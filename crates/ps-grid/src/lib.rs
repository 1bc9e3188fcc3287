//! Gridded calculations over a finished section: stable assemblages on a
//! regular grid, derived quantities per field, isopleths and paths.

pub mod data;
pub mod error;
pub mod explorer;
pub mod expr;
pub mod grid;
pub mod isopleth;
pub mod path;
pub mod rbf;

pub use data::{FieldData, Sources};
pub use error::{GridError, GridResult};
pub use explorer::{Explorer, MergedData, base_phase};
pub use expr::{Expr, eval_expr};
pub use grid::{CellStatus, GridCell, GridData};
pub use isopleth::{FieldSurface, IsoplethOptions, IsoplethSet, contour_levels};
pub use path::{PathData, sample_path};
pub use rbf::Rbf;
────────────────────
Problem to work on: Return all of the above records exactly, leaving no line out.

Exercise output:
filename crates/ps-grid/src/lib.rs
repository 1bc9e3188fcc3287
//! Gridded calculations over a finished section: stable assemblages on a
//! regular grid, derived quantities per field, isopleths and paths.

pub mod data;
pub mod error;
pub mod explorer;
pub mod expr;
pub mod grid;
pub mod isopleth;
pub mod path;
pub mod rbf;

pub use data::{FieldData, Sources};
pub use error::{GridError, GridResult};
pub use explorer::{Explorer, MergedData, base_phase};
pub use expr::{Expr, eval_expr};
pub use grid::{CellStatus, GridCell, GridData};
pub use isopleth::{FieldSurface, IsoplethOptions, IsoplethSet, contour_levels};
pub use path::{PathData, sample_path};
pub use rbf::Rbf;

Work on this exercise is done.